It’s widely agreed that the sooner a stroke patient receives help, the better their chances of survival, and the better their recovery.
Graham McClelland has seen how strokes impact people in the most acute sense of the word. As a paramedic for the North East ambulance service, he dealt with stroke patients on the frontline.
Now, he’s trying to understand and improve the care people first receive when they’ve had a stroke.
McClelland is a researcher at Newcastle University, where his post-doctoral research is funded by the Stroke Association.
“The number of cases of stroke are huge and they’re going up,” he said in a webinar this week for the Stroke Association.
But, he says, there’s a need to improve the care stroke patients receive.
“Most strokes that happen in community, where the ambulance often first point of contact. We play a crucial role in getting stroke patients to the right care in the right time, which is really important, “ he says. “It’s a time-critical condition because the treatment window is so short compared to other conditions. Minutes count; it’s a time-critical emergency.”
Despite all the training and abilities paramedics have, McClelland says, there’s very little they can do to treat stroke patients in a meaningful way.
“Then best thing we can do is get you to the right care, to the right people, to specialist stroke centres, who can direct treatment. The best thing we can do is rapidly assess and identify stroke and get you to a hospital.”
“Once we get to the scene, there’s a certain time period of assessment, working out what’s going on, suspecting that you’re having a stroke and deciding what to do next,” he says. “Then, we’ve got to get you to a local hospital, but if that hospital doesn’t have an acute stroke unit, we’re better off taking you on further journey to a regional stroke unit.”
This, McClelland says, should all happen in an hour or less. But from his own research, McClelland found that the amount of time this process takes increased between 2011 and 2018. Travel time has gone up, which makes sense since stroke care is now more likely to be further away at a specialist unit. He pinpointed that the area that needs improving, where time can be cut down, is on scene with paramedics.
“How long we spend at the scene assessing and treating is the most worrying. Our care hasn’t changed in the last 20 years, so why are we spending longer at the scene, making decisions before getting you to the right care? This is a national problem, not just the north east.”
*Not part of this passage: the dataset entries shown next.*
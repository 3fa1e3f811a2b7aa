//! Embedding provider abstraction and implementations.
//!
//! An [`EmbeddingProvider`] is created once per process by
//! [`create_provider`] and passed by reference into both index building and
//! querying. Its [`identity`](EmbeddingProvider::identity) is recorded in the
//! index so a query can never run against vectors produced by another model.
//!
//! | Config value | Provider |
//! |--------------|----------|
//! | `"local"` | [`LocalProvider`] (fastembed, in-process, feature `local-embeddings`) |
//! | `"openai"` | [`OpenAIProvider`] (`POST /v1/embeddings`) |
//! | `"ollama"` | [`OllamaProvider`] (`POST /api/embed`) |
//!
//! Calls are made exactly once. A failed request fails the build or the
//! query that issued it; nothing here retries.

#[cfg(feature = "local-embeddings")]
mod local;

use std::time::Duration;

use anyhow::{bail, Result};
use async_trait::async_trait;

use crate::config::EmbeddingConfig;

#[cfg(feature = "local-embeddings")]
pub use local::LocalProvider;

/// Default local model: a multilingual sentence-transformers paraphrase model.
pub const DEFAULT_LOCAL_MODEL: &str = "paraphrase-multilingual-minilm-l12-v2";
/// Default Ollama embedding model.
pub const DEFAULT_OLLAMA_MODEL: &str = "nomic-embed-text";

/// Model name plus dimensionality. Two vectors are comparable only when
/// they were produced under the same identity.
#[derive(Debug, Clone, PartialEq, Eq)]
pub struct EmbeddingIdentity {
    pub model: String,
    pub dims: usize,
}

impl std::fmt::Display for EmbeddingIdentity {
    fn fmt(&self, f: &mut std::fmt::Formatter<'_>) -> std::fmt::Result {
        write!(f, "{} ({} dims)", self.model, self.dims)
    }
}

/// A text embedding backend.
#[async_trait]
pub trait EmbeddingProvider: Send + Sync {
    /// Returns the model identifier (e.g. `"text-embedding-3-small"`).
    fn model_name(&self) -> &str;
    /// Returns the embedding vector dimensionality (e.g. `1536`).
    fn dims(&self) -> usize;
    /// Embed a batch of texts; one vector per input, in input order.
    async fn embed(&self, texts: &[String]) -> Result<Vec<Vec<f32>>>;

    fn identity(&self) -> EmbeddingIdentity {
        EmbeddingIdentity {
            model: self.model_name().to_string(),
            dims: self.dims(),
        }
    }
}

/// Embed a single query text.
pub async fn embed_query(provider: &dyn EmbeddingProvider, text: &str) -> Result<Vec<f32>> {
    let results = provider.embed(&[text.to_string()]).await?;
    results
        .into_iter()
        .next()
        .ok_or_else(|| anyhow::anyhow!("Empty embedding response"))
}

/// Check that a backend returned one vector of the expected size per input.
fn check_batch(vectors: &[Vec<f32>], expected: usize, dims: usize) -> Result<()> {
    if vectors.len() != expected {
        bail!(
            "Embedding backend returned {} vectors for {} inputs",
            vectors.len(),
            expected
        );
    }
    if let Some(v) = vectors.iter().find(|v| v.len() != dims) {
        bail!(
            "Embedding backend returned a {}-dimensional vector, expected {}",
            v.len(),
            dims
        );
    }
    Ok(())
}

// ============ OpenAI Provider ============

/// Embedding provider using the OpenAI API.
///
/// Requires the `OPENAI_API_KEY` environment variable.
pub struct OpenAIProvider {
    model: String,
    dims: usize,
    api_key: String,
    client: reqwest::Client,
}

impl OpenAIProvider {
    pub fn new(config: &EmbeddingConfig) -> Result<Self> {
        let model = config
            .model
            .clone()
            .ok_or_else(|| anyhow::anyhow!("embedding.model required for OpenAI provider"))?;
        let dims = config
            .dims
            .ok_or_else(|| anyhow::anyhow!("embedding.dims required for OpenAI provider"))?;
        let api_key = std::env::var("OPENAI_API_KEY")
            .map_err(|_| anyhow::anyhow!("OPENAI_API_KEY environment variable not set"))?;
        let client = reqwest::Client::builder()
            .timeout(Duration::from_secs(config.timeout_secs))
            .build()?;

        Ok(Self {
            model,
            dims,
            api_key,
            client,
        })
    }
}

#[async_trait]
impl EmbeddingProvider for OpenAIProvider {
    fn model_name(&self) -> &str {
        &self.model
    }
    fn dims(&self) -> usize {
        self.dims
    }

    async fn embed(&self, texts: &[String]) -> Result<Vec<Vec<f32>>> {
        let body = serde_json::json!({
            "model": self.model,
            "input": texts,
        });

        let response = self
            .client
            .post("https://api.openai.com/v1/embeddings")
            .header("Authorization", format!("Bearer {}", self.api_key))
            .json(&body)
            .send()
            .await?;

        let status = response.status();
        if !status.is_success() {
            let body_text = response.text().await.unwrap_or_default();
            bail!("OpenAI API error {}: {}", status, body_text);
        }

        let json: serde_json::Value = response.json().await?;
        let vectors = parse_openai_response(&json)?;
        check_batch(&vectors, texts.len(), self.dims)?;
        Ok(vectors)
    }
}

/// Extract `data[].embedding`, ordered by `data[].index`.
fn parse_openai_response(json: &serde_json::Value) -> Result<Vec<Vec<f32>>> {
    let data = json
        .get("data")
        .and_then(|d| d.as_array())
        .ok_or_else(|| anyhow::anyhow!("Invalid OpenAI response: missing data array"))?;

    let mut indexed = Vec::with_capacity(data.len());
    for (position, item) in data.iter().enumerate() {
        let index = item
            .get("index")
            .and_then(|i| i.as_u64())
            .map(|i| i as usize)
            .unwrap_or(position);
        let embedding = item
            .get("embedding")
            .and_then(|e| e.as_array())
            .ok_or_else(|| anyhow::anyhow!("Invalid OpenAI response: missing embedding"))?;
        indexed.push((index, json_to_vec(embedding)));
    }

    indexed.sort_by_key(|(index, _)| *index);
    Ok(indexed.into_iter().map(|(_, v)| v).collect())
}

// ============ Ollama Provider ============

/// Embedding provider using a local Ollama instance.
///
/// Requires Ollama to be running with the model pulled
/// (e.g. `ollama pull nomic-embed-text`).
pub struct OllamaProvider {
    model: String,
    dims: usize,
    url: String,
    client: reqwest::Client,
}

impl OllamaProvider {
    pub fn new(config: &EmbeddingConfig) -> Result<Self> {
        let model = config
            .model
            .clone()
            .unwrap_or_else(|| DEFAULT_OLLAMA_MODEL.to_string());
        let dims = config.dims.unwrap_or_else(|| ollama_default_dims(&model));
        let url = config
            .url
            .clone()
            .unwrap_or_else(|| "http://localhost:11434".to_string());
        let client = reqwest::Client::builder()
            .timeout(Duration::from_secs(config.timeout_secs))
            .build()?;

        Ok(Self {
            model,
            dims,
            url,
            client,
        })
    }
}

#[async_trait]
impl EmbeddingProvider for OllamaProvider {
    fn model_name(&self) -> &str {
        &self.model
    }
    fn dims(&self) -> usize {
        self.dims
    }

    async fn embed(&self, texts: &[String]) -> Result<Vec<Vec<f32>>> {
        let body = serde_json::json!({
            "model": self.model,
            "input": texts,
        });

        let response = self
            .client
            .post(format!("{}/api/embed", self.url.trim_end_matches('/')))
            .json(&body)
            .send()
            .await
            .map_err(|e| {
                anyhow::anyhow!(
                    "Ollama connection error (is Ollama running at {}?): {}",
                    self.url,
                    e
                )
            })?;

        let status = response.status();
        if !status.is_success() {
            let body_text = response.text().await.unwrap_or_default();
            bail!("Ollama API error {}: {}", status, body_text);
        }

        let json: serde_json::Value = response.json().await?;
        let vectors = parse_ollama_response(&json)?;
        check_batch(&vectors, texts.len(), self.dims)?;
        Ok(vectors)
    }
}

fn parse_ollama_response(json: &serde_json::Value) -> Result<Vec<Vec<f32>>> {
    let embeddings = json
        .get("embeddings")
        .and_then(|e| e.as_array())
        .ok_or_else(|| anyhow::anyhow!("Invalid Ollama response: missing embeddings array"))?;

    embeddings
        .iter()
        .map(|embedding| {
            embedding
                .as_array()
                .map(|values| json_to_vec(values))
                .ok_or_else(|| anyhow::anyhow!("Invalid Ollama response: embedding is not an array"))
        })
        .collect()
}

fn json_to_vec(values: &[serde_json::Value]) -> Vec<f32> {
    values
        .iter()
        .map(|v| v.as_f64().unwrap_or(0.0) as f32)
        .collect()
}

fn ollama_default_dims(model: &str) -> usize {
    match model {
        "nomic-embed-text" => 768,
        "mxbai-embed-large" => 1024,
        "all-minilm" => 384,
        _ => 768,
    }
}

/// Identity the configured provider will report, worked out without
/// constructing it. `dims` is `None` when only the model can tell.
pub fn configured_identity(config: &EmbeddingConfig) -> (String, Option<usize>) {
    match config.provider.as_str() {
        "ollama" => {
            let model = config
                .model
                .clone()
                .unwrap_or_else(|| DEFAULT_OLLAMA_MODEL.to_string());
            let dims = config.dims.unwrap_or_else(|| ollama_default_dims(&model));
            (model, Some(dims))
        }
        "local" => {
            let model = config
                .model
                .clone()
                .unwrap_or_else(|| DEFAULT_LOCAL_MODEL.to_string());
            let dims = local_known_dims(&model).or(config.dims);
            (model, dims)
        }
        _ => (config.model.clone().unwrap_or_default(), config.dims),
    }
}

#[cfg(feature = "local-embeddings")]
fn local_known_dims(model: &str) -> Option<usize> {
    local::known_dims(model)
}

#[cfg(not(feature = "local-embeddings"))]
fn local_known_dims(_model: &str) -> Option<usize> {
    None
}

/// Create the configured provider. Call once per process.
pub fn create_provider(config: &EmbeddingConfig) -> Result<Box<dyn EmbeddingProvider>> {
    let provider: Box<dyn EmbeddingProvider> = match config.provider.as_str() {
        "openai" => Box::new(OpenAIProvider::new(config)?),
        "ollama" => Box::new(OllamaProvider::new(config)?),
        #[cfg(feature = "local-embeddings")]
        "local" => Box::new(LocalProvider::new(config)?),
        #[cfg(not(feature = "local-embeddings"))]
        "local" => bail!("Local embedding provider requires --features local-embeddings"),
        other => bail!("Unknown embedding provider: {}", other),
    };

    tracing::info!(
        provider = %config.provider,
        model = provider.model_name(),
        dims = provider.dims(),
        "embedding provider ready"
    );
    Ok(provider)
}

/// Encode a vector as little-endian f32 bytes for BLOB storage.
pub fn vec_to_blob(vec: &[f32]) -> Vec<u8> {
    vec.iter().flat_map(|v| v.to_le_bytes()).collect()
}

/// Decode a BLOB written by [`vec_to_blob`].
pub fn blob_to_vec(blob: &[u8]) -> Vec<f32> {
    blob.chunks_exact(4)
        .map(|b| f32::from_le_bytes([b[0], b[1], b[2], b[3]]))
        .collect()
}

/// Cosine similarity in `[-1.0, 1.0]`; `0.0` for empty, mismatched or zero vectors.
pub fn cosine_similarity(a: &[f32], b: &[f32]) -> f32 {
    if a.len() != b.len() || a.is_empty() {
        return 0.0;
    }
    let dot: f32 = a.iter().zip(b).map(|(x, y)| x * y).sum();
    let norm_a = a.iter().map(|x| x * x).sum::<f32>().sqrt();
    let norm_b = b.iter().map(|x| x * x).sum::<f32>().sqrt();
    if norm_a < f32::EPSILON || norm_b < f32::EPSILON {
        return 0.0;
    }
    dot / (norm_a * norm_b)
}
There isn’t enough detail on what could be sped up, McClelland says. It could be that paramedics need to carry our heart tracing in the ambulance, rather than on the scene, or there are assessments and treatments that could be shortened.
“We need to unpick this. I’m collecting data, talking to people, mapping out these timelines – and once we understand, hopefully we can design interventions to start driving times down,” he says.
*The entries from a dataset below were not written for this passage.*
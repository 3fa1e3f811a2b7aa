//! # ragchat
//!
//! Retrieval-augmented chat over uploaded PDF documents, with citations.
//!
//! PDFs are split into sentence-sized chunks addressed by
//! `(file_name, page_num, chunk_num)`. The chunks are embedded into a
//! persistent vector index. Questions retrieve the closest chunk, a language
//! model answers from it, and every answer carries the address it came from.
//! An answer that cannot be cited is replaced by `No answer found.`.
//!
//! ## Architecture
//!
//! ```text
//! ┌──────────┐   ┌─────────────┐   ┌───────────────┐
//! │  docs/   │──▶│  Extractor  │──▶│ Index builder │
//! │  *.pdf   │   │ page → unit │   │ embed + store │
//! └──────────┘   └──────┬──────┘   └───────┬───────┘
//!                       ▼                  ▼
//!              parsed_chunks.json     storage/ (SQLite)
//!                                          │
//!                                          ▼
//!                                 ┌─────────────────┐
//!                                 │ Query + citation│──▶ chat history
//!                                 └─────────────────┘
//! ```
//!
//! ## Quick Start
//!
//! ```bash
//! ragchat upload report.pdf     # copy into docs/ and extract chunks
//! ragchat build                 # embed and persist the index
//! ragchat ask "What did the cat do?"
//! ragchat chat                  # interactive session
//! ```
//!
//! ## Modules
//!
//! | Module | Purpose |
//! |--------|---------|
//! | [`config`] | TOML configuration parsing |
//! | [`models`] | Core data types |
//! | [`extract`] | Per-page PDF text extraction |
//! | [`chunk`] | Sentence splitting and folder extraction |
//! | [`artifact`] | Chunk artifact (JSON) and preview |
//! | [`upload`] | Upload and extract commands |
//! | [`embedding`] | Embedding provider abstraction |
//! | [`db`] | Index database connection |
//! | [`migrate`] | Index schema |
//! | [`index`] | Vector index build, load and query |
//! | [`progress`] | Build progress reporting |
//! | [`llm`] | Language model backends |
//! | [`citation`] | Citation formatting and the answer validity rule |
//! | [`session`] | Chat history |
//! | [`query`] | Retrieve, generate, cite |
//! | [`status`] | Pipeline status overview |
//! | [`build_cmd`] | `ragchat build` |
//! | [`chat_cmd`] | `ragchat ask` and `ragchat chat` |

pub mod artifact;
pub mod build_cmd;
pub mod chat_cmd;
pub mod chunk;
pub mod citation;
pub mod config;
pub mod db;
pub mod embedding;
pub mod extract;
pub mod index;
pub mod llm;
pub mod migrate;
pub mod models;
pub mod progress;
pub mod query;
pub mod session;
pub mod status;
pub mod upload;
//! SQLite connection management for the index store.
//!
//! The index lives in a single database file inside the configured storage
//! directory. WAL journaling is enabled; the pipeline still assumes a single
//! writer and reader process at a time.

use anyhow::{Context, Result};
use sqlx::sqlite::{SqliteConnectOptions, SqliteJournalMode, SqlitePool, SqlitePoolOptions};
use std::path::{Path, PathBuf};
use std::str::FromStr;

/// File name of the index database inside the storage directory.
pub const INDEX_DB_FILE: &str = "index.sqlite";

/// Path of the index database for a storage directory.
pub fn index_db_path(storage_dir: &Path) -> PathBuf {
    storage_dir.join(INDEX_DB_FILE)
}

/// Open the index database under `storage_dir`.
///
/// With `create` set, the storage directory and database file are created
/// when missing; otherwise a missing database is an error.
pub async fn connect(storage_dir: &Path, create: bool) -> Result<SqlitePool> {
    let db_path = index_db_path(storage_dir);

    if create {
        std::fs::create_dir_all(storage_dir).with_context(|| {
            format!("Failed to create storage directory: {}", storage_dir.display())
        })?;
    }

    let options = SqliteConnectOptions::from_str(&format!("sqlite:{}", db_path.display()))?
        .create_if_missing(create)
        .journal_mode(SqliteJournalMode::Wal);

    let pool = SqlitePoolOptions::new()
        .max_connections(1)
        .connect_with(options)
        .await
        .with_context(|| format!("Failed to open index database: {}", db_path.display()))?;

    Ok(pool)
}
McClelland is also looking at telehealth’s potential to improve frontline care for stroke patients, including using the smartphone to drive improvements in healthcare. He says technology could be game-changing for stroke care in the near future, and could help to identify stroke, and the type of stroke, quicker.
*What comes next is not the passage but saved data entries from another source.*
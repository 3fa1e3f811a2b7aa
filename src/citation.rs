//! Citation formatting and the answer validity rule.
//!
//! A citation is derived from a retrieved chunk's metadata at answer time:
//!
//! | Metadata present | Citation |
//! |------------------|----------|
//! | file, page, chunk | `a.pdf (Page 2, Chunk 5)` |
//! | file, page | `a.pdf (Page 2)` |
//! | anything less | none |
//!
//! Empty file names and zero page/chunk numbers count as absent.
//!
//! An answer is only shown together with at least one citation. When no
//! citation can be derived, or the model's answer is blank, the turn carries
//! [`NO_ANSWER`] and no sources.

use crate::models::{ChunkMetadata, RetrievedChunk};

/// Answer recorded whenever evidence is insufficient or generation failed.
pub const NO_ANSWER: &str = "No answer found.";

/// Format one citation, or `None` when file or page is missing.
pub fn format_citation(metadata: &ChunkMetadata) -> Option<String> {
    let file = metadata.file_name.as_deref().filter(|f| !f.is_empty())?;
    let page = metadata.page_num.filter(|p| *p > 0)?;
    Some(match metadata.chunk_num.filter(|c| *c > 0) {
        Some(chunk) => format!("{} (Page {}, Chunk {})", file, page, chunk),
        None => format!("{} (Page {})", file, page),
    })
}

/// Citations for every retrieved chunk that carries enough metadata, in rank order.
pub fn collect_citations(retrieved: &[RetrievedChunk]) -> Vec<String> {
    retrieved
        .iter()
        .filter_map(|hit| format_citation(&hit.metadata))
        .collect()
}

/// Apply the validity rule to a generated answer and its citations.
///
/// `answer` is `None` when generation failed.
pub fn finalize_answer(answer: Option<String>, sources: Vec<String>) -> (String, Vec<String>) {
    match answer {
        Some(text) if !text.trim().is_empty() && !sources.is_empty() => (text, sources),
        _ => (NO_ANSWER.to_string(), Vec::new()),
    }
}

#[cfg(test)]
mod tests {
    use super::*;

    fn meta(file: Option<&str>, page: Option<u32>, chunk: Option<u32>) -> ChunkMetadata {
        ChunkMetadata {
            file_name: file.map(str::to_string),
            page_num: page,
            chunk_num: chunk,
        }
    }

    fn hit(metadata: ChunkMetadata) -> RetrievedChunk {
        RetrievedChunk {
            text: "text".to_string(),
            metadata,
            score: 1.0,
        }
    }

    #[test]
    fn full_citation() {
        assert_eq!(
            format_citation(&meta(Some("a.pdf"), Some(2), Some(5))).as_deref(),
            Some("a.pdf (Page 2, Chunk 5)")
        );
    }

    #[test]
    fn page_only_citation() {
        assert_eq!(
            format_citation(&meta(Some("a.pdf"), Some(2), None)).as_deref(),
            Some("a.pdf (Page 2)")
        );
        assert_eq!(
            format_citation(&meta(Some("a.pdf"), Some(2), Some(0))).as_deref(),
            Some("a.pdf (Page 2)")
        );
    }

    #[test]
    fn insufficient_metadata_is_omitted() {
        assert_eq!(format_citation(&meta(None, Some(2), Some(5))), None);
        assert_eq!(format_citation(&meta(Some("a.pdf"), None, Some(5))), None);
        assert_eq!(format_citation(&meta(Some(""), Some(2), Some(5))), None);
        assert_eq!(format_citation(&meta(Some("a.pdf"), Some(0), Some(5))), None);
        assert_eq!(format_citation(&ChunkMetadata::default()), None);
    }

    #[test]
    fn collect_skips_unusable_hits() {
        let hits = vec![
            hit(meta(Some("a.pdf"), Some(1), Some(1))),
            hit(meta(None, None, None)),
            hit(meta(Some("b.pdf"), Some(3), None)),
        ];
        assert_eq!(
            collect_citations(&hits),
            vec!["a.pdf (Page 1, Chunk 1)", "b.pdf (Page 3)"]
        );
    }

    #[test]
    fn valid_answer_passes_through() {
        let (answer, sources) = finalize_answer(
            Some("It slept.".to_string()),
            vec!["a.pdf (Page 1, Chunk 2)".to_string()],
        );
        assert_eq!(answer, "It slept.");
        assert_eq!(sources, vec!["a.pdf (Page 1, Chunk 2)"]);
    }

    #[test]
    fn answer_without_citation_is_suppressed() {
        let (answer, sources) = finalize_answer(Some("Confident text".to_string()), vec![]);
        assert_eq!(answer, NO_ANSWER);
        assert!(sources.is_empty());
    }

    #[test]
    fn blank_answer_drops_citations() {
        let (answer, sources) =
            finalize_answer(Some("  \n ".to_string()), vec!["a.pdf (Page 1)".to_string()]);
        assert_eq!(answer, NO_ANSWER);
        assert!(sources.is_empty());
    }

    #[test]
    fn failed_generation_is_no_answer() {
        let (answer, sources) = finalize_answer(None, vec!["a.pdf (Page 1)".to_string()]);
        assert_eq!(answer, NO_ANSWER);
        assert!(sources.is_empty());
    }
}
“For acute patients, there’s a gap in evidence,” he says. “How we use telemedicine to link up paramedics with receiving specialists and stoke consultants, the people making decisions when you get to hospital,” he says.
For example, technology could be used to reduce duplication of questions from the paramedics to the specialist, he says.
“Can we get [specialists] involved in care earlier, so that when we hit the hospital, things happen faster, they’ve got a plan in mind. Can we knock minutes off the decision-making?”
Another part of the process that hasn’t been looked at in depth, McClelland says, is ambulance call-takers.
“How call-takers trigger a stroke response is really not being looked at. We want to look at this; if we don’t trigger the appropriate response, everything gets delayed.”